Tas: But essentially, the primary offer are all these components of what makes you, you. So they’re all the ingredients. And now you have different ingredients. I mean, it’s the same ingredients, but they’re just packaged up differently, right? So who’s the star of the show? If somebody’s showing signals for looking for some kind of software, right, your category software, then you’re going to showcase the product.
Tas: It’s going to be very heavy based on the features, the capabilities. And the benefits of the product itself, [00:43:00] the competitor, if they’re trying to evaluate you against a competitor or you, like Anthony said, you know, it’s you versus contextual. So it could be like loom positions against meetings, right? So you can create a comparison page around that.
Tas: Then trust what we have found is that a collection of testimonials do way better than an in depth case study. So if you can anchor multiple, you know, testimonials and case studies that are relevant. I think that’s going to be far more impactful than just the one. And then, obviously the pricing and demo, not everybody does pricing.
Tas: James called me out for not putting my pricing. I’m going to put my pricing up on my website. I promise you. And, and then obviously the demo experience as well. And the bonus is that each of these with. The distribution and testing to your ICP, right, is going to inform the pages on your main website.
Tas: So now you have tests that you run for your primary offering. It can inform what goes on your website. Same thing with a [00:44:00] product. Goes to product page, competitor, comparison pages from an organic standpoint. And then the demo on your paid versus demo on your primary website. So that’s kind of like. How I think about leveraging landing pages for more than just landing pages.
Tas: This makes the effort a little more worth it, right? Then just like a throwaway campaign and you’re dumping a bunch of resources. How can you leverage this? And the best part is this can all get, this can be always on. So you could kill your white paper program because it’s old, fatigued. We’ve been running it for a while now, but these can always run.
Tas: Because it evolves with the product. It stays there. It’s evergreen. And that’s what people want, right? They don’t want to burn out their teams. They don’t want to burn out the agency. And then this way, the agencies or individual contributors, they have direction, they have something to keep an eye on.
Tas: And then you can experiment and do whatever you want with the other 20 percent of the budget. I had some, I had a brag sheet on here, but I just wanted you guys to see that I featured you on here. [00:45:00] And then, essentially you create a demand engine with that. So typically the process, which I would encourage other people to do too, is, you know, pick a few stakeholders in each group, gather some alignment, right?
Tas: I have a very rigorous alignment process, but yours doesn’t have to be all of this, but I’ve been internal. So when I know like. What’s the sales process like I have to go talk to our head of sales. I don’t know. Someone sends me a pitch deck. Here’s a, whatever I go talk to, how do I get ICP information?
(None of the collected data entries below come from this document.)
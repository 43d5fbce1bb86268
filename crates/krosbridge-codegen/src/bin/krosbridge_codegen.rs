//! Generate krosbridge Kotlin bindings from JSON schema manifests.
//!
//! Usage:
//!   cargo run -p krosbridge-codegen -- \
//!     --manifest schemas.json \
//!     --output build/generated/kotlin \
//!     --package-prefix com.example.robot
//!
//! Enable logging with RUST_LOG:
//!   RUST_LOG=krosbridge_codegen=debug cargo run -p krosbridge-codegen -- ...

use std::path::PathBuf;

use anyhow::{Context, Result};
use clap::Parser;
use krosbridge_codegen::{Builder, GeneratorConfig, SchemaManifest};
use tracing_subscriber::{EnvFilter, fmt, prelude::*};

#[derive(Parser)]
#[command(author, version, about, long_about = None)]
struct Args {
    /// Schema manifest to generate from (repeatable)
    #[arg(short, long = "manifest", required = true)]
    manifests: Vec<PathBuf>,

    /// Root directory of the generated package tree
    #[arg(short, long)]
    output: PathBuf,

    /// Package prepended to every generated namespace
    #[arg(short, long, default_value = "")]
    package_prefix: String,

    /// Rewrite inline nested types even when their file already exists
    #[arg(long)]
    overwrite_existing: bool,
}

fn main() -> Result<()> {
    let args = Args::parse();

    tracing_subscriber::registry()
        .with(EnvFilter::try_from_default_env().unwrap_or_else(|_| EnvFilter::new("info")))
        .with(fmt::layer().compact())
        .init();

    let mut schemas = Vec::new();
    for path in &args.manifests {
        let manifest = SchemaManifest::from_path(path)
            .with_context(|| format!("Failed to load manifest {:?}", path))?;
        tracing::info!("Loaded {} schemas from {:?}", manifest.schemas.len(), path);
        schemas.extend(manifest.schemas);
    }

    let mut generator = GeneratorConfig::builder()
        .package_prefix(args.package_prefix)
        .output_dir(&args.output)
        .skip_existing(!args.overwrite_existing)
        .build()
        .context("Failed to prepare output directory")?;

    let report = generator
        .generate_all(&schemas)
        .context("Code generation failed")?;

    println!(
        "Wrote {} files to {:?} ({} classes already present)",
        report.written.len(),
        args.output,
        report.skipped.len()
    );
    Ok(())
}
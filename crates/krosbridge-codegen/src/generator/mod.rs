//! Kotlin binding generation for message, service and action schemas.

pub mod payload;
pub mod source;
pub mod wrapper;

use std::collections::HashSet;
use std::fs;
use std::path::PathBuf;

use crate::config::GeneratorConfig;
use crate::error::{Error, Result};
use crate::kotlin::{ClassName, krosbridge};
use crate::resolver::TypeResolver;
use crate::types::{Action, Message, RosType, Schema, Service};

use source::source_path;
use wrapper::{render_action_class, render_service_class, render_topic_class};

pub const TOPIC_SUFFIX: &str = "Topic";
pub const REQUEST_SUFFIX: &str = "Request";
pub const RESPONSE_SUFFIX: &str = "Response";
pub const GOAL_SUFFIX: &str = "Goal";
pub const RESULT_SUFFIX: &str = "Result";
pub const FEEDBACK_SUFFIX: &str = "Feedback";

/// Outcome of a generation run
#[derive(Debug, Clone, Default, PartialEq, Eq)]
pub struct GenerationReport {
    /// Files written, in emission order
    pub written: Vec<PathBuf>,
    /// Fully-qualified classes skipped because they were already emitted
    pub skipped: Vec<String>,
}

/// Generation session over one output directory.
///
/// Payload classes are tracked by fully-qualified name for the lifetime of the
/// generator, so a class shared by several schemas is written once and a type
/// that inlines itself terminates.
pub struct Generator {
    config: GeneratorConfig,
    resolver: TypeResolver,
    emitted: HashSet<String>,
    report: GenerationReport,
}

impl Generator {
    pub fn new(config: GeneratorConfig) -> Self {
        let resolver = TypeResolver::new(config.package_prefix.clone());
        Self {
            config,
            resolver,
            emitted: HashSet::new(),
            report: GenerationReport::default(),
        }
    }

    pub fn config(&self) -> &GeneratorConfig {
        &self.config
    }

    pub fn resolver(&self) -> &TypeResolver {
        &self.resolver
    }

    pub fn report(&self) -> &GenerationReport {
        &self.report
    }

    pub fn into_report(self) -> GenerationReport {
        self.report
    }

    /// Generate the wrapper and payload classes of one schema
    pub fn generate(&mut self, schema: &Schema) -> Result<()> {
        tracing::debug!("Generating bindings for {}", schema.name());
        match schema {
            Schema::Message(msg) => self.generate_message(msg),
            Schema::Service(srv) => self.generate_service(srv),
            Schema::Action(action) => self.generate_action(action),
        }
    }

    pub fn generate_all<'a, I>(&mut self, schemas: I) -> Result<&GenerationReport>
    where
        I: IntoIterator<Item = &'a Schema>,
    {
        for schema in schemas {
            self.generate(schema)?;
        }
        tracing::info!(
            "Generated {} files ({} skipped) in {:?}",
            self.report.written.len(),
            self.report.skipped.len(),
            self.config.output_dir
        );
        Ok(&self.report)
    }

    // Wrappers are rendered up front so that a rejected schema writes nothing,
    // and written after their payloads.
    fn generate_message(&mut self, msg: &Message) -> Result<()> {
        let (wrapper, text) = render_topic_class(&self.resolver, msg)?;
        self.emit_payload_class(&msg.name, &msg.fields, Some(&krosbridge::message()))?;
        self.write_source(&wrapper, &text)?;
        Ok(())
    }

    fn generate_service(&mut self, srv: &Service) -> Result<()> {
        let (wrapper, text) = render_service_class(&self.resolver, srv)?;
        self.emit_payload_class(
            &srv.name.with_suffix(REQUEST_SUFFIX),
            &srv.request,
            Some(&krosbridge::service_request()),
        )?;
        self.emit_payload_class(
            &srv.name.with_suffix(RESPONSE_SUFFIX),
            &srv.response,
            Some(&krosbridge::service_response()),
        )?;
        self.write_source(&wrapper, &text)?;
        Ok(())
    }

    fn generate_action(&mut self, action: &Action) -> Result<()> {
        let (wrapper, text) = render_action_class(&self.resolver, action)?;
        self.emit_payload_class(
            &action.name.with_suffix(GOAL_SUFFIX),
            &action.goal,
            Some(&krosbridge::action_goal()),
        )?;
        self.emit_payload_class(
            &action.name.with_suffix(RESULT_SUFFIX),
            &action.result,
            Some(&krosbridge::action_result()),
        )?;
        self.emit_payload_class(
            &action.name.with_suffix(FEEDBACK_SUFFIX),
            &action.feedback,
            Some(&krosbridge::action_feedback()),
        )?;
        self.write_source(&wrapper, &text)?;
        Ok(())
    }

    /// Whether the inline class `class` was already emitted in this session.
    /// With `skip_existing` an existing file at the class location also counts,
    /// matched by name only.
    fn already_emitted(&mut self, class: &ClassName) -> bool {
        let key = class.canonical();
        if self.emitted.contains(&key) {
            tracing::debug!("Skipping {} (already emitted)", key);
        } else if self.config.skip_existing
            && source_path(&self.config.output_dir, class).exists()
        {
            tracing::debug!("Skipping {} (found in output directory)", key);
            self.emitted.insert(key.clone());
        } else {
            return false;
        }
        self.report.skipped.push(key);
        true
    }

    fn mark_emitted(&mut self, class: &ClassName) {
        self.emitted.insert(class.canonical());
    }

    fn write_source(&mut self, class: &ClassName, contents: &str) -> Result<PathBuf> {
        let path = source_path(&self.config.output_dir, class);
        if let Some(parent) = path.parent() {
            fs::create_dir_all(parent).map_err(|e| Error::io(parent, e))?;
        }
        fs::write(&path, contents).map_err(|e| Error::io(&path, e))?;
        tracing::debug!("Wrote {} to {:?}", class, path);
        self.report.written.push(path.clone());
        Ok(path)
    }
}
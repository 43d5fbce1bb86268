//! JSON manifest of already-parsed schemas

use std::fs;
use std::path::Path;

use serde::{Deserialize, Serialize};

use crate::error::{Error, Result};
use crate::types::Schema;

/// Schema version for compatibility checking
pub const SCHEMA_VERSION: u32 = 1;

#[derive(Serialize, Deserialize, Debug, Clone, PartialEq, Eq)]
pub struct SchemaManifest {
    pub version: u32,
    pub schemas: Vec<Schema>,
}

impl SchemaManifest {
    pub fn new(schemas: Vec<Schema>) -> Self {
        Self {
            version: SCHEMA_VERSION,
            schemas,
        }
    }

    pub fn from_json_str(json: &str) -> Result<Self> {
        let manifest: Self = serde_json::from_str(json)?;
        if manifest.version != SCHEMA_VERSION {
            return Err(Error::UnsupportedManifestVersion {
                found: manifest.version,
                expected: SCHEMA_VERSION,
            });
        }
        Ok(manifest)
    }

    pub fn from_path(path: &Path) -> Result<Self> {
        let json = fs::read_to_string(path).map_err(|e| Error::io(path, e))?;
        Self::from_json_str(&json)
    }

    pub fn to_json_string(&self) -> Result<String> {
        Ok(serde_json::to_string_pretty(self)?)
    }
}
//! Kotlin binding generator for krosbridge.
//!
//! Takes already-parsed ROS message, service and action schemas and writes
//! one Kotlin source file per class: `@Serializable` payload classes plus a
//! topic, service or action wrapper that forwards to the krosbridge runtime.

pub mod code_writer;
pub mod config;
pub mod error;
pub mod generator;
pub mod kotlin;
pub mod manifest;
pub mod resolver;
pub mod types;

pub use config::{GeneratorConfigBuilder, GeneratorConfig};
pub use error::{Error, Result};
pub use generator::{GenerationReport, Generator};
pub use manifest::SchemaManifest;
pub use resolver::TypeResolver;
pub use types::{Action, ArrayType, Field, Message, RosType, Schema, Service, TypeName};

pub trait Builder {
    type Output;
    fn build(self) -> Result<Self::Output>;
}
Tas: Product marketing’s give me something else. Everything’s in Google drive. I don’t know where everything is. Here’s a single kind of Bible for your, you know, team that can reference back. It’s going to help cut. Cut the time to approval. Cause everyone’s working from the same alignment doc and then it helps onboard new team members or consultants or agencies in the future.
Tas: Imagine if your client just handed you a notion doc that was filled with all this information in there. It would help your targeting. It would help your message and help everything else. Then you don’t have to go through, Hey client, can you review this ad? [00:46:00] Everything comes from one place, right? you’re not making stuff up.
Tas: So I call it coloring inside the lines. And so I would love if someone gave me this. So I’m like, let’s create, let’s create it. And also shout out to Lachey for the inspiration here, but I took it and applied it to paid. Here’s an example of a framework and what it looks like. They come from the peer vetted stuff that I’ve done internally, but I want to actually show you, I don’t know if it’ll okay.
Tas: Share this tab instead. Let’s see. Is it doing it? Is it doing it? It’s doing it. Okay, so here’s an example of a framework, right? Where you go in, here’s the product capabilities one I told you guys about. You lead with the largest capability. You talk about the features and capabilities, what enables the person to do, the benefits of them, social proof, FAQs, form or CTA, right?
Tas: And then here’s an example of a client within the the client. So you can see [00:47:00] here still, it is very long form. It is very showcasey of the product itself, but guess what? This is a page that once she runs, these are the biggest FAQs and you notice there’s not a form on this page. There’s one CTA, right?
Tas: So the framework’s a guideline, but essentially you’re going to make it work for what you do as a company. And then you see here, for example, you have five capabilities. Maybe we find that people are most interested in the Salesforce integration one. We push that forward. So now it’s going to help you inform layout.
Tas: It’s going to help you inform like messaging. And then you take this and it essentially replaces this product page that’s on their main website. So this is an, I wanted to show a tactical example of how the frameworks could work for You know, a specific client and then your favorite part, James distribution, right?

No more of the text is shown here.